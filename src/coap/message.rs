//! CoAP message framing (RFC 7252 subset).
//!
//! Wire layout:
//! ```text
//!  0                   1                   2                   3
//! |Ver| T |  TKL  |      Code     |          Message ID           |
//! |   Token (0-8 bytes) ...
//! |   Options (delta encoded) ...
//! |1 1 1 1 1 1 1 1|    Payload ...
//! ```

use std::fmt;
use strum::Display;
use thiserror::Error as ThisError;

pub const VERSION: u8 = 1;
pub const PAYLOAD_MARKER: u8 = 0xFF;
pub const MAX_TOKEN_LEN: usize = 8;

// Option numbers
pub const OPTION_OBSERVE: u16 = 6;
pub const OPTION_URI_PATH: u16 = 11;
pub const OPTION_CONTENT_FORMAT: u16 = 12;
pub const OPTION_MAX_AGE: u16 = 14;

// Content formats
pub const FORMAT_TEXT_PLAIN: u16 = 0;
pub const FORMAT_LINK: u16 = 40;
pub const FORMAT_JSON: u16 = 50;

/// Framing failures.
#[derive(ThisError, Debug, Clone, PartialEq, Eq)]
pub enum CodecError {
    #[error("datagram shorter than the 4-byte header")]
    ShortHeader,

    #[error("unsupported CoAP version {0}")]
    BadVersion(u8),

    #[error("token length {0} exceeds 8")]
    TokenLength(u8),

    #[error("reserved option nibble 15")]
    ReservedNibble,

    #[error("datagram truncated")]
    Truncated,

    #[error("payload marker followed by empty payload")]
    EmptyPayload,

    #[error("option number overflow")]
    OptionOverflow,
}

#[derive(Debug, Clone, Copy, PartialEq, Eq, Hash, Display)]
pub enum MessageType {
    #[strum(serialize = "CON")]
    Confirmable,
    #[strum(serialize = "NON")]
    NonConfirmable,
    #[strum(serialize = "ACK")]
    Acknowledgement,
    #[strum(serialize = "RST")]
    Reset,
}

impl MessageType {
    fn bits(self) -> u8 {
        match self {
            MessageType::Confirmable => 0,
            MessageType::NonConfirmable => 1,
            MessageType::Acknowledgement => 2,
            MessageType::Reset => 3,
        }
    }

    fn from_bits(bits: u8) -> Self {
        match bits & 0x03 {
            0 => MessageType::Confirmable,
            1 => MessageType::NonConfirmable,
            2 => MessageType::Acknowledgement,
            _ => MessageType::Reset,
        }
    }
}

/// Request method or response code, `class.detail`.
#[derive(Debug, Clone, Copy, PartialEq, Eq, Hash)]
pub struct Code(pub u8);

impl Code {
    pub const EMPTY: Code = Code(0x00);
    pub const GET: Code = Code(0x01);
    pub const POST: Code = Code(0x02);
    pub const PUT: Code = Code(0x03);
    pub const DELETE: Code = Code(0x04);
    pub const CHANGED: Code = Code::response(2, 4);
    pub const CONTENT: Code = Code::response(2, 5);
    pub const BAD_REQUEST: Code = Code::response(4, 0);
    pub const NOT_FOUND: Code = Code::response(4, 4);
    pub const METHOD_NOT_ALLOWED: Code = Code::response(4, 5);
    pub const INTERNAL_SERVER_ERROR: Code = Code::response(5, 0);

    pub const fn response(class: u8, detail: u8) -> Self {
        Code((class << 5) | (detail & 0x1F))
    }

    pub fn class(self) -> u8 {
        self.0 >> 5
    }

    pub fn detail(self) -> u8 {
        self.0 & 0x1F
    }

    pub fn is_request(self) -> bool {
        self.class() == 0 && self.0 != 0
    }

    pub fn is_success(self) -> bool {
        self.class() == 2
    }

    pub fn is_error(self) -> bool {
        matches!(self.class(), 4 | 5)
    }
}

impl fmt::Display for Code {
    fn fmt(&self, f: &mut fmt::Formatter<'_>) -> fmt::Result {
        write!(f, "{}.{:02}", self.class(), self.detail())
    }
}

#[derive(Debug, Clone, PartialEq, Eq)]
pub struct CoapOption {
    pub number: u16,
    pub value: Vec<u8>,
}

#[derive(Debug, Clone, PartialEq, Eq)]
pub struct Message {
    pub mtype: MessageType,
    pub code: Code,
    pub message_id: u16,
    pub token: Vec<u8>,
    /// Kept sorted by option number; repeated options keep insertion order.
    pub options: Vec<CoapOption>,
    pub payload: Vec<u8>,
}

impl Message {
    pub fn new(mtype: MessageType, code: Code, message_id: u16, token: Vec<u8>) -> Self {
        Self {
            mtype,
            code,
            message_id,
            token,
            options: Vec::new(),
            payload: Vec::new(),
        }
    }

    /// Empty ACK or RST for `message_id`.
    pub fn empty(mtype: MessageType, message_id: u16) -> Self {
        Self::new(mtype, Code::EMPTY, message_id, Vec::new())
    }

    pub fn request(
        mtype: MessageType,
        code: Code,
        message_id: u16,
        token: Vec<u8>,
        path: &str,
    ) -> Self {
        let mut message = Self::new(mtype, code, message_id, token);
        message.set_uri_path(path);
        message
    }

    pub fn is_empty(&self) -> bool {
        self.code == Code::EMPTY
    }

    pub fn add_option(&mut self, number: u16, value: Vec<u8>) {
        let at = self.options.partition_point(|o| o.number <= number);
        self.options.insert(at, CoapOption { number, value });
    }

    pub fn remove_option(&mut self, number: u16) {
        self.options.retain(|o| o.number != number);
    }

    pub fn option(&self, number: u16) -> Option<&[u8]> {
        self.options
            .iter()
            .find(|o| o.number == number)
            .map(|o| o.value.as_slice())
    }

    pub fn set_uint_option(&mut self, number: u16, value: u32) {
        self.remove_option(number);
        self.add_option(number, encode_uint(value));
    }

    pub fn uint_option(&self, number: u16) -> Option<u32> {
        self.option(number).map(decode_uint)
    }

    pub fn set_uri_path(&mut self, path: &str) {
        self.remove_option(OPTION_URI_PATH);
        for segment in path.split('/').filter(|s| !s.is_empty()) {
            self.add_option(OPTION_URI_PATH, segment.as_bytes().to_vec());
        }
    }

    /// Uri-Path options joined back into `/a/b`.
    pub fn uri_path(&self) -> String {
        let mut path = String::new();
        for option in self.options.iter().filter(|o| o.number == OPTION_URI_PATH) {
            path.push('/');
            path.push_str(&String::from_utf8_lossy(&option.value));
        }
        if path.is_empty() {
            path.push('/');
        }
        path
    }

    pub fn observe(&self) -> Option<u32> {
        self.uint_option(OPTION_OBSERVE)
    }

    /// Observe values are 24 bits on the wire.
    pub fn set_observe(&mut self, value: u32) {
        self.set_uint_option(OPTION_OBSERVE, value & 0x00FF_FFFF);
    }

    pub fn content_format(&self) -> Option<u16> {
        self.uint_option(OPTION_CONTENT_FORMAT).map(|v| v as u16)
    }

    pub fn set_content_format(&mut self, format: u16) {
        self.set_uint_option(OPTION_CONTENT_FORMAT, format as u32);
    }

    pub fn max_age(&self) -> Option<u32> {
        self.uint_option(OPTION_MAX_AGE)
    }

    pub fn set_max_age(&mut self, seconds: u32) {
        self.set_uint_option(OPTION_MAX_AGE, seconds);
    }

    pub fn encode(&self) -> Vec<u8> {
        let mut out = Vec::with_capacity(4 + self.token.len() + self.payload.len() + 32);
        let tkl = self.token.len().min(MAX_TOKEN_LEN);
        out.push((VERSION << 6) | (self.mtype.bits() << 4) | tkl as u8);
        out.push(self.code.0);
        out.extend_from_slice(&self.message_id.to_be_bytes());
        out.extend_from_slice(&self.token[..tkl]);

        let mut previous = 0u16;
        for option in &self.options {
            let delta = option.number - previous;
            previous = option.number;
            let (delta_nibble, delta_ext) = split_extended(delta as usize);
            let (len_nibble, len_ext) = split_extended(option.value.len());
            out.push((delta_nibble << 4) | len_nibble);
            out.extend_from_slice(&delta_ext);
            out.extend_from_slice(&len_ext);
            out.extend_from_slice(&option.value);
        }

        if !self.payload.is_empty() {
            out.push(PAYLOAD_MARKER);
            out.extend_from_slice(&self.payload);
        }
        out
    }

    pub fn decode(data: &[u8]) -> Result<Message, CodecError> {
        if data.len() < 4 {
            return Err(CodecError::ShortHeader);
        }
        let version = data[0] >> 6;
        if version != VERSION {
            return Err(CodecError::BadVersion(version));
        }
        let mtype = MessageType::from_bits(data[0] >> 4);
        let tkl = data[0] & 0x0F;
        if tkl as usize > MAX_TOKEN_LEN {
            return Err(CodecError::TokenLength(tkl));
        }
        let code = Code(data[1]);
        let message_id = u16::from_be_bytes([data[2], data[3]]);

        let mut pos = 4;
        let token = data
            .get(pos..pos + tkl as usize)
            .ok_or(CodecError::Truncated)?
            .to_vec();
        pos += tkl as usize;

        let mut message = Message::new(mtype, code, message_id, token);
        let mut number = 0u16;
        while pos < data.len() {
            let byte = data[pos];
            pos += 1;
            if byte == PAYLOAD_MARKER {
                if pos == data.len() {
                    return Err(CodecError::EmptyPayload);
                }
                message.payload = data[pos..].to_vec();
                break;
            }

            let delta = read_extended(byte >> 4, data, &mut pos)?;
            let len = read_extended(byte & 0x0F, data, &mut pos)?;
            number = u16::try_from(number as usize + delta)
                .map_err(|_| CodecError::OptionOverflow)?;
            let value = data.get(pos..pos + len).ok_or(CodecError::Truncated)?;
            pos += len;
            message.options.push(CoapOption {
                number,
                value: value.to_vec(),
            });
        }
        Ok(message)
    }
}

impl fmt::Display for Message {
    fn fmt(&self, f: &mut fmt::Formatter<'_>) -> fmt::Result {
        write!(
            f,
            "{} {} mid={} token={:02x?}",
            self.mtype, self.code, self.message_id, self.token
        )?;
        if self.code.is_request() {
            write!(f, " {}", self.uri_path())?;
        }
        if let Some(seq) = self.observe() {
            write!(f, " obs={}", seq)?;
        }
        Ok(())
    }
}

/// Minimal big-endian encoding; zero is the empty value.
pub fn encode_uint(value: u32) -> Vec<u8> {
    let bytes = value.to_be_bytes();
    let skip = bytes.iter().take_while(|b| **b == 0).count();
    bytes[skip..].to_vec()
}

pub fn decode_uint(bytes: &[u8]) -> u32 {
    bytes
        .iter()
        .take(4)
        .fold(0u32, |acc, b| (acc << 8) | *b as u32)
}

fn split_extended(value: usize) -> (u8, Vec<u8>) {
    if value < 13 {
        (value as u8, Vec::new())
    } else if value < 269 {
        (13, vec![(value - 13) as u8])
    } else {
        (14, ((value - 269) as u16).to_be_bytes().to_vec())
    }
}

fn read_extended(nibble: u8, data: &[u8], pos: &mut usize) -> Result<usize, CodecError> {
    match nibble {
        0..=12 => Ok(nibble as usize),
        13 => {
            let byte = *data.get(*pos).ok_or(CodecError::Truncated)?;
            *pos += 1;
            Ok(byte as usize + 13)
        }
        14 => {
            let bytes = data.get(*pos..*pos + 2).ok_or(CodecError::Truncated)?;
            *pos += 2;
            Ok(u16::from_be_bytes([bytes[0], bytes[1]]) as usize + 269)
        }
        _ => Err(CodecError::ReservedNibble),
    }
}

#[cfg(test)]
mod tests {
    use super::*;

    #[test]
    fn test_get_request_bytes() {
        let message = Message::request(
            MessageType::Confirmable,
            Code::GET,
            0x1234,
            vec![0xAB],
            "/ChlorineResource",
        );
        let mut expected = vec![0x41, 0x01, 0x12, 0x34, 0xAB, 0xBD, 0x03];
        expected.extend_from_slice(b"ChlorineResource");
        assert_eq!(message.encode(), expected);
        assert_eq!(Message::decode(&expected).unwrap(), message);
    }

    #[test]
    fn test_response_options_and_payload() {
        let mut message = Message::new(
            MessageType::Acknowledgement,
            Code::CONTENT,
            7,
            vec![1, 2, 3, 4],
        );
        message.set_max_age(10);
        message.set_content_format(FORMAT_JSON);
        message.set_observe(0x0100_0005);
        message.payload = br#"{"temperature":17.0}"#.to_vec();

        let decoded = Message::decode(&message.encode()).unwrap();
        assert_eq!(decoded.code, Code::CONTENT);
        assert_eq!(decoded.observe(), Some(5));
        assert_eq!(decoded.max_age(), Some(10));
        assert_eq!(decoded.content_format(), Some(FORMAT_JSON));
        assert_eq!(decoded.payload, message.payload);
        let numbers: Vec<u16> = decoded.options.iter().map(|o| o.number).collect();
        assert_eq!(numbers, vec![OPTION_OBSERVE, OPTION_CONTENT_FORMAT, OPTION_MAX_AGE]);
    }

    #[test]
    fn test_extended_option_delta() {
        let mut message = Message::new(MessageType::NonConfirmable, Code::GET, 1, Vec::new());
        message.add_option(300, vec![0; 20]);
        let bytes = message.encode();
        assert_eq!(bytes[4], 0xED);
        assert_eq!(Message::decode(&bytes).unwrap().option(300), Some(&[0u8; 20][..]));
    }

    #[test]
    fn test_uri_path_segments() {
        let message = Message::request(
            MessageType::Confirmable,
            Code::GET,
            1,
            Vec::new(),
            "/.well-known/core",
        );
        assert_eq!(message.options.len(), 2);
        assert_eq!(message.uri_path(), "/.well-known/core");
        let root = Message::new(MessageType::Confirmable, Code::GET, 1, Vec::new());
        assert_eq!(root.uri_path(), "/");
    }

    #[test]
    fn test_uint_encoding() {
        assert!(encode_uint(0).is_empty());
        assert_eq!(encode_uint(10), vec![10]);
        assert_eq!(encode_uint(256), vec![1, 0]);
        assert_eq!(decode_uint(&[]), 0);
        assert_eq!(decode_uint(&[1, 0]), 256);
    }

    #[test]
    fn test_code_display() {
        assert_eq!(Code::CONTENT.to_string(), "2.05");
        assert_eq!(Code::METHOD_NOT_ALLOWED.to_string(), "4.05");
        assert_eq!(Code::GET.to_string(), "0.01");
        assert!(Code::POST.is_request());
        assert!(!Code::EMPTY.is_request());
        assert!(Code::INTERNAL_SERVER_ERROR.is_error());
    }

    #[test]
    fn test_decode_errors() {
        assert_eq!(Message::decode(&[0x40, 0x01]), Err(CodecError::ShortHeader));
        assert_eq!(
            Message::decode(&[0x80, 0x01, 0, 0]),
            Err(CodecError::BadVersion(2))
        );
        assert_eq!(
            Message::decode(&[0x49, 0x01, 0, 0]),
            Err(CodecError::TokenLength(9))
        );
        assert_eq!(
            Message::decode(&[0x42, 0x01, 0, 0, 0xAA]),
            Err(CodecError::Truncated)
        );
        assert_eq!(
            Message::decode(&[0x40, 0x01, 0, 0, 0xF1, 0x00]),
            Err(CodecError::ReservedNibble)
        );
        assert_eq!(
            Message::decode(&[0x40, 0x01, 0, 0, 0xB3, b'a']),
            Err(CodecError::Truncated)
        );
        assert_eq!(
            Message::decode(&[0x40, 0x01, 0, 0, 0xFF]),
            Err(CodecError::EmptyPayload)
        );
    }
}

+ + + +

* [PROBLEM STATEMENT] In the records above, how many lines include "filter"? Answer with the number alone.

* [OUTPUT OF THE TASK] 2